The reason the UK proportion is so much lower than elsewhere has not yet been explained, as far as I know. Is it because Covid deaths in UK care homes aren’t being identified (58 per cent of the extra care home deaths – that is, 2,795 deaths – were from non-Covid causes, down from 67 per cent the previous week) or because in other countries, care home deaths are being wrongly attributed to Covid rather than other causes, especially the impact of lockdown, isolation and change? The big question is what is killing the other several thousand extra care home residents in the UK each week?
In terms of cause of death more broadly, 37 per cent of Week 16 Covid-19 deaths (3,220 of 8,758) mention pneumonia, leaving nearly two-thirds as non-pneumonia. I previously suggested this might indicate a death with, rather than from, Covid-19. But reports since have suggested it might often be due to cytokine storm (a lethal immune system response), which if true is not good at all as it makes the disease more deadly to more people.
England appears to be one of the worst affected countries, and unusually the virus is killing more younger people here than elsewhere. There is currently no accepted explanation for this.
The Oxford Centre for Evidence Based Medicine (CEBM) has identified the UK, US, Italy, France, Spain and Belgium as the six worst affected countries, together accounting for three-quarters of worldwide deaths so far. As a possible explanation, they are exploring environmental factors such as temperature and humidity.
Deaths in the UK registered with Covid-19 to April 17 total 19,112. Since this includes the peak, we can estimate the total number by the end of the epidemic will be a bit less than double this, say 30,000 to 35,000. This is deaths with, rather than from, Covid-19. This is as bad as (or slightly worse than) the worst flu years, such as 2015.
As upsetting and unpleasant as this is, a deadly epidemic at this scale does not justify the unprecedented move of shutting down the economy and confining people to their homes, which has huge costs of its own, including in lives.

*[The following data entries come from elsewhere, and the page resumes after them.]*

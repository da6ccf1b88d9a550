//! Benchmarks for decoding and interning names.
//!
//! Measures the accessors that re-scan the identifier on every call:
//! - Type names (simple, nested generic)
//! - Method names (parameter lists, type parameters)
//! - Interning through the pool
//! - CoRe translation

extern crate dotnames;

use criterion::{criterion_group, criterion_main, Criterion, Throughput};
use dotnames::{
    core::ToCoReName,
    names::{MethodName, NamePool, TypeName},
};
use std::hint::black_box;

const GENERIC_TYPE: &str = "System.Collections.Generic.Dictionary`2[[TKey -> System.String, mscorlib, 4.0.0.0],[TValue -> System.Collections.Generic.List`1[[T -> System.Int32, mscorlib, 4.0.0.0]], mscorlib, 4.0.0.0]], mscorlib, 4.0.0.0";

const METHOD: &str = "static [System.Boolean, mscorlib, 4.0.0.0] [My.Cache`1[[T -> System.String, mscorlib, 4.0.0.0]], App, 1.0.0.0].TryGet`1[[U]](this [My.Cache`1[[T]], App, 1.0.0.0] cache, [System.String, mscorlib, 4.0.0.0] key, out [U] value)";

/// Benchmark decoding a simple type name.
fn bench_type_simple(c: &mut Criterion) {
    c.bench_function("type_simple", |b| {
        b.iter(|| {
            let ty = TypeName::new(black_box("System.String, mscorlib, 4.0.0.0"));
            black_box(ty.name())
        });
    });
}

/// Benchmark decoding the arguments of a nested generic type.
fn bench_type_generic(c: &mut Criterion) {
    let mut group = c.benchmark_group("type_generic");
    group.throughput(Throughput::Bytes(GENERIC_TYPE.len() as u64));
    group.bench_function("new", |b| {
        b.iter(|| black_box(TypeName::new(black_box(GENERIC_TYPE))));
    });

    let ty = TypeName::new(GENERIC_TYPE);
    group.bench_function("type_parameters", |b| {
        b.iter(|| black_box(ty.type_parameters()));
    });
    group.finish();
}

/// Benchmark the method accessors.
fn bench_method(c: &mut Criterion) {
    let method = MethodName::new(METHOD);
    let mut group = c.benchmark_group("method");
    group.bench_function("parameters", |b| {
        b.iter(|| black_box(method.parameters()));
    });
    group.bench_function("type_parameters", |b| {
        b.iter(|| black_box(method.type_parameters()));
    });
    group.bench_function("is_extension_method", |b| {
        b.iter(|| black_box(method.is_extension_method()));
    });
    group.finish();
}

/// Benchmark interning an identifier that is already live in the pool.
fn bench_pool_hit(c: &mut Criterion) {
    let pool = NamePool::new();
    let _held = pool.method(METHOD);

    c.bench_function("pool_hit", |b| {
        b.iter(|| black_box(pool.method(black_box(METHOD))));
    });
}

/// Benchmark translating a method into its CoRe name.
fn bench_core_translation(c: &mut Criterion) {
    let method = MethodName::new(METHOD);

    c.bench_function("core_method", |b| {
        b.iter(|| black_box(method.to_core_name().unwrap()));
    });
}

criterion_group!(
    benches,
    bench_type_simple,
    bench_type_generic,
    bench_method,
    bench_pool_hit,
    bench_core_translation,
);
criterion_main!(benches);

In terms of whether a worse second wave will hit if the lockdown is lifted, it is worth repeating that the peak in deaths on April 8 corresponds to a peak in infections three weeks earlier, which is several days prior to the lockdown coming into effect, suggesting the lockdown is not what brought the epidemic under control. Rather it is much more likely due to a combination of the lighter measures introduced earlier, increased public awareness and a pre-existing resistance in the population to the virus.